START Data to examine
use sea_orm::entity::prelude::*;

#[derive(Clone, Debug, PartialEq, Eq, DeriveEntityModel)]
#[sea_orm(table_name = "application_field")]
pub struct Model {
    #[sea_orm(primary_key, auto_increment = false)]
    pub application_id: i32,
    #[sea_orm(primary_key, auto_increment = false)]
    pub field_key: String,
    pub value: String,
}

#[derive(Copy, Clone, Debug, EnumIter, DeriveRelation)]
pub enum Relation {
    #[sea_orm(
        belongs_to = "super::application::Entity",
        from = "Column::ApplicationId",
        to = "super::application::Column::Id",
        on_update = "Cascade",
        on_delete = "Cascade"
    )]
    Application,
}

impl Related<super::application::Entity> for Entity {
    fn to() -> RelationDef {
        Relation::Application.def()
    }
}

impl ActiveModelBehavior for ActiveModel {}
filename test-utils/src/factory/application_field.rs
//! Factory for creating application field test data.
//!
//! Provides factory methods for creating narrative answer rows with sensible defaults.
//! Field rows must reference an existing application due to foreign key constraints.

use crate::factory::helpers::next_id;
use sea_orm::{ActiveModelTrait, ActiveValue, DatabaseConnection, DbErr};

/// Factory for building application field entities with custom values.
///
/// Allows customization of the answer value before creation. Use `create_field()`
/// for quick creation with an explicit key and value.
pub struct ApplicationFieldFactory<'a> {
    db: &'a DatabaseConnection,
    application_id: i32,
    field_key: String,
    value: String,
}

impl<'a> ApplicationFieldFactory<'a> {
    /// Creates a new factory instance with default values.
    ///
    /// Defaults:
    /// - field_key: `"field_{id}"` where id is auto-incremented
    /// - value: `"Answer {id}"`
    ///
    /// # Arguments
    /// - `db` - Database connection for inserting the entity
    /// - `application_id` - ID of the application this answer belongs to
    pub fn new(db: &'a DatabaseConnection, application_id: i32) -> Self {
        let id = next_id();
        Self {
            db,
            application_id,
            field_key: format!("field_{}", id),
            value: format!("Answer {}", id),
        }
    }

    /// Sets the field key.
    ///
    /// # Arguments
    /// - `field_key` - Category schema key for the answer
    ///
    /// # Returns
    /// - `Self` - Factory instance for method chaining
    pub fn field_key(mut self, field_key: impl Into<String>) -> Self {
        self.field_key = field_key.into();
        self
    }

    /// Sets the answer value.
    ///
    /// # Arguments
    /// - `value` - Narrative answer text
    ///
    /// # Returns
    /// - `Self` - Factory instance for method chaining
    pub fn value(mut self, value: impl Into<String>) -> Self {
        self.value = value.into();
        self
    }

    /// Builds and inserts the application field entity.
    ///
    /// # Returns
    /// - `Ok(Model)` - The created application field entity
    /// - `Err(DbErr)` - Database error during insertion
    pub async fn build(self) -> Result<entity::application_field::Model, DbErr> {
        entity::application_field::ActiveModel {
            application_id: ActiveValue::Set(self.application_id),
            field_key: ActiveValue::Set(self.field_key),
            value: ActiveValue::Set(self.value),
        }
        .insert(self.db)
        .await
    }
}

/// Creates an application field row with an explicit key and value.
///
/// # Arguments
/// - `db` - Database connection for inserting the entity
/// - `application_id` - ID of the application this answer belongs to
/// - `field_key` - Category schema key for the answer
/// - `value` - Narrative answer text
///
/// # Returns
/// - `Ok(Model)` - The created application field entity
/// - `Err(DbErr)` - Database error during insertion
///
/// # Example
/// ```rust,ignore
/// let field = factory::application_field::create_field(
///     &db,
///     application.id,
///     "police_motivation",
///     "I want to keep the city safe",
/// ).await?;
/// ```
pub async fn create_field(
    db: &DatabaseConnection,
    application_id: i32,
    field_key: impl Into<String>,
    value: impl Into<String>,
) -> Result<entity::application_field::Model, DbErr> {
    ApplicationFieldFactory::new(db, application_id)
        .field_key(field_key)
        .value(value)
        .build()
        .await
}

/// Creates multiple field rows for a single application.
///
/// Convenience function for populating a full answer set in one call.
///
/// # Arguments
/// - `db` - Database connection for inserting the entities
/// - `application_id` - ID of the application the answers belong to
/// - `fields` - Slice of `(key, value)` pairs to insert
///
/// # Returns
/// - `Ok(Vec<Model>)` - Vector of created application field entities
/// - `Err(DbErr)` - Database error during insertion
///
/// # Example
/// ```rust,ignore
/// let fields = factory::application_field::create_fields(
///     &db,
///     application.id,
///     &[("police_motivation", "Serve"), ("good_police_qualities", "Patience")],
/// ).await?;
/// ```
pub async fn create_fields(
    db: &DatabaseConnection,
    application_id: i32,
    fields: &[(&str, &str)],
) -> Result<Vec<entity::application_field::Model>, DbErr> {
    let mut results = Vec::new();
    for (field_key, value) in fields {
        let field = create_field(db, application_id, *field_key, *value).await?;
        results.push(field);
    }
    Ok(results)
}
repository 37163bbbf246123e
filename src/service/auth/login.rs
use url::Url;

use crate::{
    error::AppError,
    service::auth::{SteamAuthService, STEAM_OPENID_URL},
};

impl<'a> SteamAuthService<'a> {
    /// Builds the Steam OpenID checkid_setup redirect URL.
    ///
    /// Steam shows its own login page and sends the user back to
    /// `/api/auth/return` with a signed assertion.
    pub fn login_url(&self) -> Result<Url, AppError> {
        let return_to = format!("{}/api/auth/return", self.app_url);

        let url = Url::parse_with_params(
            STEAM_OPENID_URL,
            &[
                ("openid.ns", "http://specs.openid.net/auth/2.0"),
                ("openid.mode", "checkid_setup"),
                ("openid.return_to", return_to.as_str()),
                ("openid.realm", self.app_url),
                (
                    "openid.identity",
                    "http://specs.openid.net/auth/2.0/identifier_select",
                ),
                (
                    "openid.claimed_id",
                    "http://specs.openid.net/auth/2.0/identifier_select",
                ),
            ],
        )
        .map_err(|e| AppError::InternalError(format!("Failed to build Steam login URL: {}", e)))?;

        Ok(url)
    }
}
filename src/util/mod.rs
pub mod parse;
END Data to examine
Only the number is wanted: how many lines of the data contain the word "schema"?

Worked solution — 2